«Из-за чего мы в то утро поссорились, я даже не смогла вспомнить. Какая-то мелочь, бытовуха, усталость, несдержанность… Слово за слово — и понеслось… Пришла в себя, только когда Андрей, хлопнув дверью, выскочил на улицу», — рассказывает Екатерина Волкова.
как обычно, я поздно возвращалась домой после вечернего спектакля. И как всегда, за рулем. Новая Рига. Дождь льет, лужи… Я даже не сразу поняла, что произошло. Меня закрутило и понесло из левого ряда через пять полос. Мимо проносились машины… И все вдруг стало так медленно-медленно. Я и не знала, что в момент опасности время как будто растягивается… Чудом затормозила у отбойника. Оказывается, лопнуло колесо. Абсолютное чудо, что и я, и машина остались целы. Я сидела в салоне, рыдала. Руки тряслись. Позвонила Андрею (муж актрисы, танцор и архитектор Андрей Карпов. — Прим. ред.): «Приезжай! Забери меня!» Как только услышала в трубке его голос, успокоилась. Он примчался ко мне на такси. Андрей обнимал меня, а я думала: «Какая же я дура! Неужели могла потерять самого родного своего человека из-за какой-то глупой ссоры?!»
Из-за чего мы в то утро поссорились, я даже не смогла вспомнить. Какая-то мелочь, бытовуха, усталость, несдержанность… Слово за слово — и понеслось… Пришла в себя, только когда Андрей, хлопнув дверью, выскочил на улицу. Стала собираться на вечерний спектакль. Внутри все бурлило. И вот прошло всего несколько часов, и именно Андрею я звоню, именно он бросается меня спасать! А кто другой? Мы же самые близкие люди, ближе быть не может. Мы любим друг друга. Невероятно, как можно по глупости от этого отказаться. Именно в такие критические минуты понимаешь, что в жизни главное — любовь и семья.

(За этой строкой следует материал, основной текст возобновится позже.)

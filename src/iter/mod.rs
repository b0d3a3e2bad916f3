//! Iterators over the entries of a [`Tree`](crate::Tree) and the trees built
//! on top of it.

mod cover;
mod overlaps;
mod owned_iter;
mod range;
mod ref_iter;
mod structural;

pub(crate) use cover::*;
pub use overlaps::*;
pub use owned_iter::*;
pub use range::*;
pub use ref_iter::*;
pub use structural::*;
use std::cmp::Ordering;

use crate::compare::Compare;

/// The engine key of an interval stored in an [`AabbTree`](crate::AabbTree).
///
/// Ordered by the interval's lower bound, tie-broken by insertion sequence so
/// that intervals sharing a lower bound are kept in the order they were
/// inserted rather than rejected as duplicates.
#[derive(Debug, Clone, PartialEq)]
pub struct LowerBound<S> {
    value: S,
    seq: u64,
}

impl<S> LowerBound<S> {
    pub(crate) fn new(value: S, seq: u64) -> Self {
        Self { value, seq }
    }

    /// The lower bound of the interval.
    pub fn value(&self) -> &S {
        &self.value
    }
}

/// Total order over scalars the tree has accepted.
///
/// Unordered values (such as NaN) are rejected on insertion, so the fallback
/// is never observed for stored keys.
pub(crate) fn cmp_scalar<S: PartialOrd>(a: &S, b: &S) -> Ordering {
    a.partial_cmp(b).unwrap_or(Ordering::Equal)
}

/// Orders [`LowerBound`] keys by value, then insertion sequence.
#[derive(Debug, Default, Clone, Copy)]
pub struct ByLowerBound;

impl<S> Compare<LowerBound<S>> for ByLowerBound
where
    S: PartialOrd,
{
    fn compare(&self, a: &LowerBound<S>, b: &LowerBound<S>) -> Ordering {
        // To provide ordering of an interval, the lower bound is used as the
        // primary ordering value, falling back to the insertion order when
        // the lower bounds are equal.
        match cmp_scalar(&a.value, &b.value) {
            Ordering::Equal => a.seq.cmp(&b.seq),
            v => v,
        }
    }
}

#[cfg(test)]
mod tests {
    use proptest::prelude::*;

    use super::*;

    proptest! {
        #[test]
        fn prop_lower_bound_ord(
            a in (0..20_u32, any::<u64>()),
            b in (0..20_u32, any::<u64>()),
        ) {
            let got = ByLowerBound.compare(&LowerBound::new(a.0, a.1), &LowerBound::new(b.0, b.1));

            if a.0 == b.0 {
                // If the lower bounds are equal, then the ordering is defined
                // by the insertion sequence.
                assert_eq!(got, a.1.cmp(&b.1));
            } else {
                // Otherwise a key is ordered by the lower bounds.
                assert_eq!(got, a.0.cmp(&b.0));
            }
        }
    }

    #[test]
    fn test_float_bounds() {
        let a = LowerBound::new(1.5_f64, 7);
        let b = LowerBound::new(1.5_f64, 2);
        assert_eq!(ByLowerBound.compare(&a, &b), Ordering::Greater);
        assert_eq!(*a.value(), 1.5);
    }
}
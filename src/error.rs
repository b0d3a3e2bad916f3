//! Error types returned by tree operations.

/// A specialised [`Result`](std::result::Result) for tree operations.
pub type Result<T, E = TreeError> = std::result::Result<T, E>;

/// Recoverable conditions reported to the caller of a tree operation.
///
/// None of these leave the tree in a modified state: an operation that
/// returns an error has not mutated the structure.
#[derive(Debug, Clone, PartialEq, Eq, thiserror::Error)]
pub enum TreeError {
    /// The operation needs at least one entry, but the tree is empty.
    #[error("tree is empty")]
    EmptyTree,

    /// The key or handle does not identify an entry in the tree.
    #[error("key not found")]
    NotFound,

    /// The key is already present and the tree rejects duplicates.
    #[error("duplicate key")]
    DuplicateKey,

    /// A range tree was configured with an unusable dimensionality, or
    /// queried with corners that are inverted on some axis.
    #[error("invalid dimension {axis}: {reason}")]
    InvalidDimension {
        /// The offending axis (or the requested dimensionality).
        axis: usize,
        /// What is wrong with it.
        reason: &'static str,
    },

    /// An interval's lower bound is greater than its upper bound, or the two
    /// bounds cannot be ordered at all.
    #[error("invalid interval bounds on axis {axis}")]
    InvalidBounds {
        /// The axis the bounds were extracted for.
        axis: usize,
    },
}
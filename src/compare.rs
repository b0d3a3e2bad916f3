use std::{cmp::Ordering, ops::Index};

/// A strict weak order over values of type `K`.
///
/// Any `Fn(&K, &K) -> Ordering` closure (including boxed trait objects) is a
/// [`Compare`] implementation, so callers can parametrise a tree with an
/// ad-hoc ordering without declaring a type.
pub trait Compare<K: ?Sized> {
    /// Compare `a` with `b`.
    fn compare(&self, a: &K, b: &K) -> Ordering;
}

impl<K, F> Compare<K> for F
where
    K: ?Sized,
    F: Fn(&K, &K) -> Ordering,
{
    #[inline]
    fn compare(&self, a: &K, b: &K) -> Ordering {
        self(a, b)
    }
}

/// The natural [`Ord`] ordering of `K`.
#[derive(Debug, Default, Clone, Copy, PartialEq, Eq)]
pub struct Natural;

impl<K> Compare<K> for Natural
where
    K: Ord + ?Sized,
{
    #[inline]
    fn compare(&self, a: &K, b: &K) -> Ordering {
        a.cmp(b)
    }
}

/// Orders indexable points (arrays, slices, vectors) by a single coordinate.
///
/// `Axis(1)` compares `[x, y, z]` points by `y` only, and so is the usual
/// per-dimension comparator handed to a [`RangeTree`](crate::RangeTree).
#[derive(Debug, Default, Clone, Copy, PartialEq, Eq)]
pub struct Axis(pub usize);

impl<P> Compare<P> for Axis
where
    P: Index<usize> + ?Sized,
    P::Output: Ord,
{
    #[inline]
    fn compare(&self, a: &P, b: &P) -> Ordering {
        a[self.0].cmp(&b[self.0])
    }
}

— Все так, конечно, любовь и семья — главное, но я наблюдаю даже за своим окружением — все вдруг стали разводиться, расходиться…
— Я тоже наблюдаю это среди своих знакомых. Обидней всего, что расстаются пары, которые казались практически идеальными. Разводятся Шнур и Матильда. Расстались Аглая и Милош (Тарасова и Бикович. — Прим. ред.). Я была невероятно расстроена, когда узнала, что чуть не расстались Агата Муцениеце и Паша Прилучный. Когда прочитала, что они «брак поставили на паузу», у меня просто внутри что-то оборвалось. У себя на страничке это написала Агата. Очень рада, что сейчас у них все наладилось. Просто бывают такие моменты… Звезды не сошлись, магнитные бури разыгрались, что угодно. Люди устают. Просто устают. Я не знаю, что точно у них произошло. Но ведь со стороны видно — Агата и Паша созданы друг для друга, дышат одним воздухом, смотрят в одном направлении.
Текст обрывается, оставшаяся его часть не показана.